> **ACTION ITEM**: In the listing below, tally each line that contains "Input". Reply with the total only.

> **DATA**:
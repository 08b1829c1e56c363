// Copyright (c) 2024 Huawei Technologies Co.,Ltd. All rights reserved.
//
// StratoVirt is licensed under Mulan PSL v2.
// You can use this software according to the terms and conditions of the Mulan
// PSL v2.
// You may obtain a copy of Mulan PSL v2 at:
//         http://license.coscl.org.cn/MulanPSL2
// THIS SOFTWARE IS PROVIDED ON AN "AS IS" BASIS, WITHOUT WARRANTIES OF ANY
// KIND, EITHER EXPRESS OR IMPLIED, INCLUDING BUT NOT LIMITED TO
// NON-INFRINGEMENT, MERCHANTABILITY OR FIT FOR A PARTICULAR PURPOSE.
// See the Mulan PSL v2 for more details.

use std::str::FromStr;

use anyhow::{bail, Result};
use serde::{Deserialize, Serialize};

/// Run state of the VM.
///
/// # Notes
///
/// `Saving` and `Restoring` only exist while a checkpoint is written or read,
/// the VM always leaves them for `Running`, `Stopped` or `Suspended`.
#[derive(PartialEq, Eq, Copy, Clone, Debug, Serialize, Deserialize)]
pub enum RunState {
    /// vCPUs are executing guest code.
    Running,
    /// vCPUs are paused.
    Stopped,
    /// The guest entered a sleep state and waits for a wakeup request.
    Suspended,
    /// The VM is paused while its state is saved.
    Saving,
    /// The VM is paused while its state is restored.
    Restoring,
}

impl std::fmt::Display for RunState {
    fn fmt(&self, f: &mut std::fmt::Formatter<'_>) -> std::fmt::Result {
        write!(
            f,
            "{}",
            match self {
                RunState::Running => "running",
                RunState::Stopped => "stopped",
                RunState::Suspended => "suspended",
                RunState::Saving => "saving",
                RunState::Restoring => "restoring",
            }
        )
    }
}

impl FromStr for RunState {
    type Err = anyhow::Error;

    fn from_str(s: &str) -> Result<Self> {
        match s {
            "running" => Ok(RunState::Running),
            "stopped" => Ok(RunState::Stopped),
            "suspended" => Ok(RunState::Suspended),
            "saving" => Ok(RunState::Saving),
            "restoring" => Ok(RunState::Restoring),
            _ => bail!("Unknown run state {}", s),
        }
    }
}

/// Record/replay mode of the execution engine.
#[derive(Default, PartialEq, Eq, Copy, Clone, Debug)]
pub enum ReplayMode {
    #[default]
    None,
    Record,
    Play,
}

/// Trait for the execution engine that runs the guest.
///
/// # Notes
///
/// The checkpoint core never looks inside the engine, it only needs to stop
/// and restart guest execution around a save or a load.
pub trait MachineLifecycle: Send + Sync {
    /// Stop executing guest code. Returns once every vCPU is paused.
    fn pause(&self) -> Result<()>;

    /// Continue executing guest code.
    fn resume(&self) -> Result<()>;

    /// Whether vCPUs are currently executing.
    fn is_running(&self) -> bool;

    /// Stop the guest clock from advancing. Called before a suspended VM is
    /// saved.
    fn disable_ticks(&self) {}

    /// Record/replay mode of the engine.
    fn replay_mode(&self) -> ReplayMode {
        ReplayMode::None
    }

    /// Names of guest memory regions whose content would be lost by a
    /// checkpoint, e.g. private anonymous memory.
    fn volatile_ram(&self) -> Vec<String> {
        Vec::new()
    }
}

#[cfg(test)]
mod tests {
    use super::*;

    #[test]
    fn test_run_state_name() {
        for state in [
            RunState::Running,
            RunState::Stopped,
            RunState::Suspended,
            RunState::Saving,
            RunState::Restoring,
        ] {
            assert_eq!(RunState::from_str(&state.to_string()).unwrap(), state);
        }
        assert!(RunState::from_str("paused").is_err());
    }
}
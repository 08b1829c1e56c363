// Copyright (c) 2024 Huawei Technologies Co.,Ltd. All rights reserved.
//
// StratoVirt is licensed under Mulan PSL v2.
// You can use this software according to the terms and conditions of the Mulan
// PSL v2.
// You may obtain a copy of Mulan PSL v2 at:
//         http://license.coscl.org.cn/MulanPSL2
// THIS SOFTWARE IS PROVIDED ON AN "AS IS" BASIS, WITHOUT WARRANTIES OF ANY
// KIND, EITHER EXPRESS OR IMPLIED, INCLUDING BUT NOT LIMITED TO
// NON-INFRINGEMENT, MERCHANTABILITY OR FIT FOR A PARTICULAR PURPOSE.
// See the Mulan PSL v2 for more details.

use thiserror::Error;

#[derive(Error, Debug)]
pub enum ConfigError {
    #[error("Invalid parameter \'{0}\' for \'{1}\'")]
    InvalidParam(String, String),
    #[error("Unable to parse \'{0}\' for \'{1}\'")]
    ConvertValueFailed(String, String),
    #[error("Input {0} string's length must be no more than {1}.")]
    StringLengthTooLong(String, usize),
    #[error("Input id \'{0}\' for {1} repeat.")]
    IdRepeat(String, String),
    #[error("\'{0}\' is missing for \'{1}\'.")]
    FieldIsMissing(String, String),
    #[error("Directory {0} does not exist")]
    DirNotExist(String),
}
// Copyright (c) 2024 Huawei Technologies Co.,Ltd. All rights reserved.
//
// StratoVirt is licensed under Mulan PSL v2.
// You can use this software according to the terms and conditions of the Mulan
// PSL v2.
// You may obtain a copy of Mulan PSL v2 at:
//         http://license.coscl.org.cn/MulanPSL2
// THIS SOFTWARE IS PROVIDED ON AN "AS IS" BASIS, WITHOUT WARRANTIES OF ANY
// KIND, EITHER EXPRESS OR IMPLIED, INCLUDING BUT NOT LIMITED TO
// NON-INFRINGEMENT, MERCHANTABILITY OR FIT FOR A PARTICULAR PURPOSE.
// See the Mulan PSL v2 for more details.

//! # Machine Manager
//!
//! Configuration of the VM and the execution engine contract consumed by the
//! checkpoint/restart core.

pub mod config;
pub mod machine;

> **COMPLETED EXERCISE**: 2